#### WHAT YOU SHOULD DO:
Look over the lines below. Report each one that includes the string "used".

(Dataset entries)
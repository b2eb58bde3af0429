//! Configuration structures for the elect toolkit.
//!
//! This module provides configuration types for all pipeline stages:
//!
//! - [`PathsConfig`] - Where source data, phrase files and outputs live
//! - [`AssemblyConfig`] - Which sources feed the document and how it is ordered
//! - [`Config`] - Root configuration combining all settings
//!
//! All configuration types implement [`Default`] with the values used by the
//! elections repository layout, and can be partially overridden from a JSON
//! file via [`Config::from_json_file`].

use std::fs;

use camino::{Utf8Path, Utf8PathBuf};
use serde::{Deserialize, Serialize};

use crate::error::ConfigError;
use crate::hash::fx_hash_set;

/// Default category order; also the whitelist of recognized categories.
const DEFAULT_CATEGORY_ORDER: &[&str] = &[
    "category_federal",
    "category_state",
    "category_city_county",
    "category_school",
    "category_bart",
    "category_judicial",
    "category_party",
];

/// Default order of the non-English languages on rendered pages.
const DEFAULT_NON_ENGLISH_ORDER: &[&str] = &["zh", "es", "tl"];

/// Default page base names handed to the renderer.
const DEFAULT_PAGE_BASES: &[&str] = &[
    "index",
    "bodies",
    "district_types",
    "jurisdictions",
    "phrases",
    "languages",
];

/// Default source files (without extension) read from the pre-data directory.
const DEFAULT_SOURCES: &[&str] = &[
    "categories",
    "languages",
    "bodies",
    "offices",
    "district_types",
    "office_types",
];

fn to_owned_vec(items: &[&str]) -> Vec<String> {
    items.iter().map(|s| (*s).to_owned()).collect()
}

/// Filesystem layout of the data repository.
///
/// Relative paths are resolved against [`root`](Self::root).
///
/// # Examples
///
/// ```
/// use elect_core::PathsConfig;
///
/// let config = PathsConfig::default();
/// assert_eq!(config.pre_data_dir, "pre_data");
/// assert_eq!(config.phrase_dir(), "i18n/auto");
/// ```
#[derive(Debug, Clone, PartialEq, Eq, Serialize, Deserialize)]
#[serde(default)]
pub struct PathsConfig {
    /// Repository root.
    pub root: Utf8PathBuf,

    /// Directory holding the hand-authored source YAML files.
    pub pre_data_dir: Utf8PathBuf,

    /// Directory holding the language files.
    pub lang_dir: Utf8PathBuf,

    /// Subdirectory of [`lang_dir`](Self::lang_dir) with one `<lang>.yaml` per language.
    pub lang_auto_subdir: String,

    /// Output path of the source document (`make-json`).
    pub json_output: Utf8PathBuf,

    /// Output path of the canonical document (`build`).
    pub canonical_output: Utf8PathBuf,

    /// Optional type-definitions file used to validate source objects.
    pub type_definitions: Option<Utf8PathBuf>,
}

impl Default for PathsConfig {
    fn default() -> Self {
        Self {
            root: Utf8PathBuf::from("."),
            pre_data_dir: Utf8PathBuf::from("pre_data"),
            lang_dir: Utf8PathBuf::from("i18n"),
            lang_auto_subdir: "auto".to_owned(),
            json_output: Utf8PathBuf::from("data/elect.json"),
            canonical_output: Utf8PathBuf::from("_build/canonical.json"),
            type_definitions: None,
        }
    }
}

impl PathsConfig {
    /// Resolves `path` against the root unless it is already absolute.
    #[must_use]
    pub fn resolve(&self, path: &Utf8Path) -> Utf8PathBuf {
        if path.is_absolute() {
            path.to_owned()
        } else {
            self.root.join(path)
        }
    }

    /// Directory containing the per-language phrase files, relative to the root.
    #[must_use]
    pub fn phrase_dir(&self) -> Utf8PathBuf {
        self.lang_dir.join(&self.lang_auto_subdir)
    }

    /// Path of a named source file (`<pre_data_dir>/<name>.yaml`), resolved.
    #[must_use]
    pub fn source_path(&self, name: &str) -> Utf8PathBuf {
        self.resolve(&self.pre_data_dir.join(format!("{name}.yaml")))
    }
}

/// Settings controlling how the canonical document is assembled.
///
/// # Examples
///
/// ```
/// use elect_core::AssemblyConfig;
///
/// let config = AssemblyConfig::default();
/// assert_eq!(config.base_language, "en");
/// assert_eq!(config.category_order.len(), 7);
/// assert!(config.include_court_of_appeals);
/// ```
#[derive(Debug, Clone, PartialEq, Eq, Serialize, Deserialize)]
#[serde(default)]
pub struct AssemblyConfig {
    /// Source files (without extension) merged into the source document.
    pub sources: Vec<String>,

    /// Whether the generated court-of-appeals collections are added.
    pub include_court_of_appeals: bool,

    /// Base language; phrases without it are not published.
    pub base_language: String,

    /// Ordered category whitelist.
    pub category_order: Vec<String>,

    /// Order of the non-English language codes.
    pub non_english_order: Vec<String>,

    /// Page base names passed through to the renderer.
    pub page_bases: Vec<String>,
}

impl Default for AssemblyConfig {
    fn default() -> Self {
        Self {
            sources: to_owned_vec(DEFAULT_SOURCES),
            include_court_of_appeals: true,
            base_language: "en".to_owned(),
            category_order: to_owned_vec(DEFAULT_CATEGORY_ORDER),
            non_english_order: to_owned_vec(DEFAULT_NON_ENGLISH_ORDER),
            page_bases: to_owned_vec(DEFAULT_PAGE_BASES),
        }
    }
}

impl AssemblyConfig {
    /// Returns the base language followed by the non-English order.
    #[must_use]
    pub fn language_codes(&self) -> Vec<String> {
        let mut codes = Vec::with_capacity(self.non_english_order.len() + 1);
        codes.push(self.base_language.clone());
        codes.extend(self.non_english_order.iter().cloned());
        codes
    }
}

/// Root configuration for the elect toolkit.
///
/// # Examples
///
/// ```
/// use elect_core::Config;
///
/// let config = Config::default();
/// assert!(config.validate().is_ok());
/// ```
#[derive(Debug, Clone, Default, PartialEq, Eq, Serialize, Deserialize)]
#[serde(default)]
pub struct Config {
    /// Repository layout.
    pub paths: PathsConfig,

    /// Assembly settings.
    pub assembly: AssemblyConfig,
}

impl Config {
    /// Loads a configuration from a JSON file. Missing fields keep their defaults.
    pub fn from_json_file(path: &Utf8Path) -> Result<Self, ConfigError> {
        let text = fs::read_to_string(path).map_err(|source| ConfigError::Io {
            path: path.to_owned(),
            source,
        })?;
        Ok(serde_json::from_str(&text)?)
    }

    /// Checks the settings that cannot be expressed in the types.
    pub fn validate(&self) -> Result<(), ConfigError> {
        if self.assembly.base_language.is_empty() {
            return Err(ConfigError::invalid_option(
                "base_language",
                "must not be empty",
            ));
        }

        let mut seen = fx_hash_set();
        for category in &self.assembly.category_order {
            if !seen.insert(category.as_str()) {
                return Err(ConfigError::invalid_option(
                    "category_order",
                    format!("duplicate entry '{category}'"),
                ));
            }
        }

        if self
            .assembly
            .non_english_order
            .contains(&self.assembly.base_language)
        {
            return Err(ConfigError::invalid_option(
                "non_english_order",
                "must not contain the base language",
            ));
        }

        Ok(())
    }

    /// Checks that the repository root exists.
    pub fn require_root(&self) -> Result<(), ConfigError> {
        if self.paths.root.is_dir() {
            Ok(())
        } else {
            Err(ConfigError::MissingDirectory(self.paths.root.clone()))
        }
    }
}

#### RESPONSE FOR THIS EXERCISE:
//! All configuration types implement [`Default`] with the values used by the
    /// Optional type-definitions file used to validate source objects.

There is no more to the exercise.